BEGIN

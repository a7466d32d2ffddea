use std::io::{self, Write};

use tracing::{debug, warn};

use crate::clipboard::{Clipboard, SystemClipboard};
use crate::commands::{CommandKind, classify, help_text};
use crate::compiler::{ScriptCompiler, Transpiler};
use crate::env::Environment;
use crate::error::LoadError;
use crate::loader::{FsLoader, SourceLoader};
use crate::options::CompilerOptions;
use crate::pipeline::{Completion, Pipeline};
use crate::script::{Context, Engine};

/// Line-oriented command dispatcher in front of the compiler and the engine.
///
/// Each call to [`Interpreter::evaluate`] recognises one command and runs it.
/// Meta-commands (`:help`, `:opts`, `:t`, ...) report on the output sink; any
/// other line is compiled and executed against the caller's [`Context`].
///
/// Example
/// ```
/// use transpile_repl::{Completion, Interpreter};
/// use transpile_repl::script::Context;
///
/// let mut repl = Interpreter::default().with_console(std::io::sink(), std::io::sink());
/// let mut ctx = Context::new();
/// assert_eq!(repl.evaluate("1 + 1", &mut ctx, "repl"), Completion::Done(Ok(2.0.into())));
/// ```
pub struct Interpreter {
    options: CompilerOptions,
    env: Environment,
    compiler: Box<dyn Transpiler>,
    clipboard: Box<dyn Clipboard>,
    loader: Box<dyn SourceLoader>,
    engine: Engine,
    out: Box<dyn Write>,
    err: Box<dyn Write>,
    supervised: bool,
}

impl Default for Interpreter {
    /// Built-in compiler, system clipboard, filesystem loader and the
    /// process stdout/stderr.
    fn default() -> Self {
        let env = Environment::new();
        Self {
            options: CompilerOptions::default(),
            clipboard: Box::new(SystemClipboard::new(&env)),
            env,
            compiler: Box::new(ScriptCompiler),
            loader: Box::new(FsLoader),
            engine: Engine::new(),
            out: Box::new(io::stdout()),
            err: Box::new(io::stderr()),
            supervised: false,
        }
    }
}

impl Interpreter {
    pub fn with_compiler(mut self, compiler: impl Transpiler + 'static) -> Self {
        self.compiler = Box::new(compiler);
        self
    }

    pub fn with_clipboard(mut self, clipboard: impl Clipboard + 'static) -> Self {
        self.clipboard = Box::new(clipboard);
        self
    }

    pub fn with_loader(mut self, loader: impl SourceLoader + 'static) -> Self {
        self.loader = Box::new(loader);
        self
    }

    pub fn with_engine(mut self, engine: Engine) -> Self {
        self.engine = engine;
        self
    }

    /// Replaces the environment `:tfile` paths are resolved against.
    ///
    /// The clipboard keeps the `PATH` it was created with.
    pub fn with_environment(mut self, env: Environment) -> Self {
        self.env = env;
        self
    }

    /// Redirects command output and meta-command errors.
    pub fn with_console(mut self, out: impl Write + 'static, err: impl Write + 'static) -> Self {
        self.out = Box::new(out);
        self.err = Box::new(err);
        self
    }

    /// Marks the host as supervising evaluation: runtime failures come back as
    /// [`Completion::Escalated`] instead of ordinary error results.
    pub fn supervise(mut self) -> Self {
        self.supervised = true;
        self
    }

    pub fn options(&self) -> &CompilerOptions {
        &self.options
    }

    /// Applies an option patch, as `:opts <patch>` does, without printing.
    pub fn apply_options(&mut self, patch: &str) {
        self.options.apply(patch);
    }

    pub fn environment(&self) -> &Environment {
        &self.env
    }

    /// Dispatches one line of input.
    ///
    /// `label` names the virtual file executed code is attributed to.
    pub fn evaluate(&mut self, line: &str, ctx: &mut Context, label: &str) -> Completion {
        let (command, arg) = classify(line);
        debug!(command = command.name, "dispatching");
        match command.kind {
            CommandKind::Help => {
                let text = help_text();
                self.say(text.trim_end_matches('\n'));
                Completion::undefined()
            }
            CommandKind::ListOptions => {
                self.print_options();
                Completion::undefined()
            }
            CommandKind::SetOptions => {
                self.options.apply(arg);
                self.print_options();
                Completion::undefined()
            }
            CommandKind::Paste => match self.clipboard.read() {
                Ok(text) => {
                    self.say(&pasted(&text));
                    self.execute(&text, ctx, label)
                }
                Err(e) => self.report(LoadError::Clipboard(e)),
            },
            CommandKind::Transpile => self.transpile(arg),
            CommandKind::TranspileFile => {
                let path = self.env.resolve(arg.trim());
                match self.loader.read_source(&path) {
                    Ok(source) => self.transpile(&source),
                    Err(source) => self.report(LoadError::File { path, source }),
                }
            }
            CommandKind::TranspilePaste => match self.clipboard.read() {
                Ok(text) => {
                    self.say(&pasted(&text));
                    self.transpile(&text)
                }
                Err(e) => self.report(LoadError::Clipboard(e)),
            },
            CommandKind::Exec => self.execute(arg, ctx, label),
        }
    }

    /// Compiles and runs `source` as one unit, bypassing command recognition.
    pub fn execute(&mut self, source: &str, ctx: &mut Context, label: &str) -> Completion {
        let pipeline = Pipeline {
            compiler: self.compiler.as_ref(),
            options: &self.options,
            engine: &self.engine,
            supervised: self.supervised,
        };
        pipeline.run(source, ctx, label)
    }

    fn transpile(&mut self, source: &str) -> Completion {
        match self.compiler.compile(source, &self.options) {
            Ok(code) => {
                self.say(&code);
                Completion::undefined()
            }
            Err(e) => Completion::Done(Err(e.into())),
        }
    }

    fn print_options(&mut self) {
        let dump = self.options.to_string();
        self.say(&dump);
    }

    fn say(&mut self, text: &str) {
        if let Err(e) = writeln!(self.out, "{text}") {
            warn!(error = %e, "failed to write command output");
        }
    }

    fn report(&mut self, error: LoadError) -> Completion {
        debug!(%error, "command input unavailable");
        if let Err(e) = writeln!(self.err, "{error}") {
            warn!(error = %e, "failed to write command error");
        }
        Completion::undefined()
    }
}

/// Frames pasted text the way it is echoed back before running.
pub fn pasted(text: &str) -> String {
    let body: Vec<String> = text.split('\n').map(|line| format!("...{line}")).collect();
    format!("<<<\n{}\n>>>", body.join("\n"))
}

END

* **Exercise goal**: The answer should consist of all lines from the records above that hold the word "evaluate".

* **Task answer**:
/// Each call to [`Interpreter::evaluate`] recognises one command and runs it.
/// assert_eq!(repl.evaluate("1 + 1", &mut ctx, "repl"), Completion::Done(Ok(2.0.into())));
    pub fn evaluate(&mut self, line: &str, ctx: &mut Context, label: &str) -> Completion {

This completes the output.